The departments of Pikine and Guédiawaye account for more than 50% of the population of Dakar [8]. We therefore believe that increasing the number of public screening facilities in the suburbs of Dakar would probably increase adherence to routine screening. These results are in contrast to those obtained by Diallo and his team who showed 20 years ago that in the absence of functional urogenital signs, women rarely consulted health facilities in Senegal for early detection of cervical lesions [4]. In France, the Haute Autorité de Santé recommends systematic screening for precancerous and cancerous cervical lesions by cervico-vaginal smear every 3 years in women aged between 25 and 65 years [9]. We thus note that education, information and communication about cervical-uterine diseases are fundamental to their prevention. Of the patients screened who were in a monogamous union, 51% were in polygamous households compared to 35%. Polygamy is a major feature of matrimonial systems in sub-Saharan Africa. It is underpinned by cultural and religious perceptions [10].

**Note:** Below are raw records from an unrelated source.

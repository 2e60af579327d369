use std::collections::HashMap;
use std::path::Path;
use tracing::debug;

use crate::error::{CanvasError, Result};
use super::languages::RawElement;
use super::model::{CodeElement, ElementKind};

/// Convert a raw adapter tree into the unified model.
///
/// Optional fields get their defaults, missing end lines are computed from the children,
/// children are ordered by start line and every element receives a stable id. Any
/// structural problem fails the whole conversion; no partial tree is returned.
pub fn normalize(raw: RawElement, language: &str, file_path: &Path) -> Result<CodeElement> {
    let normalizer = Normalizer { file_path };

    let kind = normalizer.required_kind(&raw)?;
    if kind != ElementKind::Module {
        return Err(normalizer.error(format!("root element must be a module, found {}", kind)));
    }

    let root_name = normalizer.required_name(&raw)?;
    let root = normalizer.convert(raw, root_name, 1)?;

    debug!(
        "Normalized {} tree for {}: {} elements",
        language,
        file_path.display(),
        root.walk().len()
    );
    Ok(root)
}

struct Normalizer<'a> {
    file_path: &'a Path,
}

impl Normalizer<'_> {
    fn convert(&self, raw: RawElement, id: String, default_start: usize) -> Result<CodeElement> {
        let kind = self.required_kind(&raw)?;
        let name = self.required_name(&raw)?;
        let start_line = raw.start_line.unwrap_or(default_start);

        if let Some(end) = raw.end_line {
            if end < start_line {
                return Err(self.error(format!(
                    "'{}' ends at line {} before it starts at line {}",
                    name, end, start_line
                )));
            }
        }

        let mut raw_children = raw.children.unwrap_or_default();
        raw_children.sort_by_key(|child| child.start_line.unwrap_or(start_line));

        let mut children = Vec::with_capacity(raw_children.len());
        let mut seen_names: HashMap<String, usize> = HashMap::new();
        for raw_child in raw_children {
            let child_name = self.required_name(&raw_child)?;
            let occurrence = seen_names.entry(child_name.clone()).or_insert(0);
            *occurrence += 1;
            let child_id = if *occurrence == 1 {
                format!("{}::{}", id, child_name)
            } else {
                format!("{}::{}#{}", id, child_name, occurrence)
            };

            let child = self.convert(raw_child, child_id, start_line)?;
            if child.start_line < start_line {
                return Err(self.error(format!(
                    "'{}' starts at line {} outside its parent '{}' (line {})",
                    child.name, child.start_line, name, start_line
                )));
            }
            children.push(child);
        }

        let children_end = children.iter().map(|c| c.end_line).max().unwrap_or(0);
        let end_line = match raw.end_line {
            Some(end) => {
                if children_end > end {
                    return Err(self.error(format!(
                        "a child of '{}' ends at line {} outside its parent (ends at line {})",
                        name, children_end, end
                    )));
                }
                end
            }
            None => start_line.max(children_end),
        };

        Ok(CodeElement {
            id,
            kind,
            name,
            start_line,
            end_line,
            docstring: raw.docstring.filter(|d| !d.trim().is_empty()),
            children,
            parameters: raw.parameters,
            return_type: raw.return_type,
            is_async: raw.is_async,
            is_generator: raw.is_generator,
            decorators: raw.decorators,
            base_classes: raw.base_classes,
            calls: raw.calls,
            api_calls: raw.api_calls,
            imports: raw.imports,
            exports: raw.exports,
        })
    }

    fn required_kind(&self, raw: &RawElement) -> Result<ElementKind> {
        let value = raw
            .kind
            .as_deref()
            .ok_or_else(|| self.error(format!("element '{}' has no kind", display_name(raw))))?;
        ElementKind::parse(value).ok_or_else(|| {
            self.error(format!("element '{}' has unknown kind '{}'", display_name(raw), value))
        })
    }

    fn required_name(&self, raw: &RawElement) -> Result<String> {
        match raw.name.as_deref().map(str::trim) {
            Some(name) if !name.is_empty() => Ok(name.to_string()),
            _ => Err(self.error(format!(
                "{} element at line {} has no name",
                raw.kind.as_deref().unwrap_or("unknown"),
                raw.start_line.unwrap_or(0)
            ))),
        }
    }

    fn error(&self, reason: String) -> CanvasError {
        CanvasError::Normalization {
            path: self.file_path.to_path_buf(),
            reason,
        }
    }
}

fn display_name(raw: &RawElement) -> &str {
    raw.name.as_deref().unwrap_or("<unnamed>")
}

Studies have shown a major preponderance of HPV infections in non-monogamous spouses, even in developed countries [5,6]. Our study also looked at the parity of women. Indeed, 8.67% of them had more than 5 children. High parity appears to be a very important risk factor for the occurrence of cervical cancer. Studies in Ethiopia, Costa Rica and Thailand found a higher incidence of cervical cancer in women who had more than five children. Weakening of the cervical mucosa, which reduces the spontaneous elimination of HPV, could explain this link. Other studies in Denmark and Manchester found no association between parity and cervical cancer incidence [5,11,12]. Patients with dyskaryotic cyto-morphological abnormalities of the cervical intraepithelial neoplastic type were 7.27% with 4.64% low-grade intraepithelial lesions (LSIL) and 2.63% high-grade intraepithelial lesions (HSIL). In 20 years, we have seen a very significant reduction in the rates of dysplastic lesions, which were estimated to be 20.54%, of which 17.56% were low Bethesda smears and 3.36% were high-grade smears [4]. Studies have shown that 12% of LSIL can develop into invasive cancer, compared with 1% of HSIL [13]. However, only histology after colposcopy of the lesions could confirm its cytological abnormalities.
Conclusion
Thanks to the work undertaken by Papanicolaou since 1928, gynecological cytology has proved to be of prime importance in the fight against and treatment of dysplastic lesions, and in raising the awareness of health workers, government officials and the education of women in Senegal.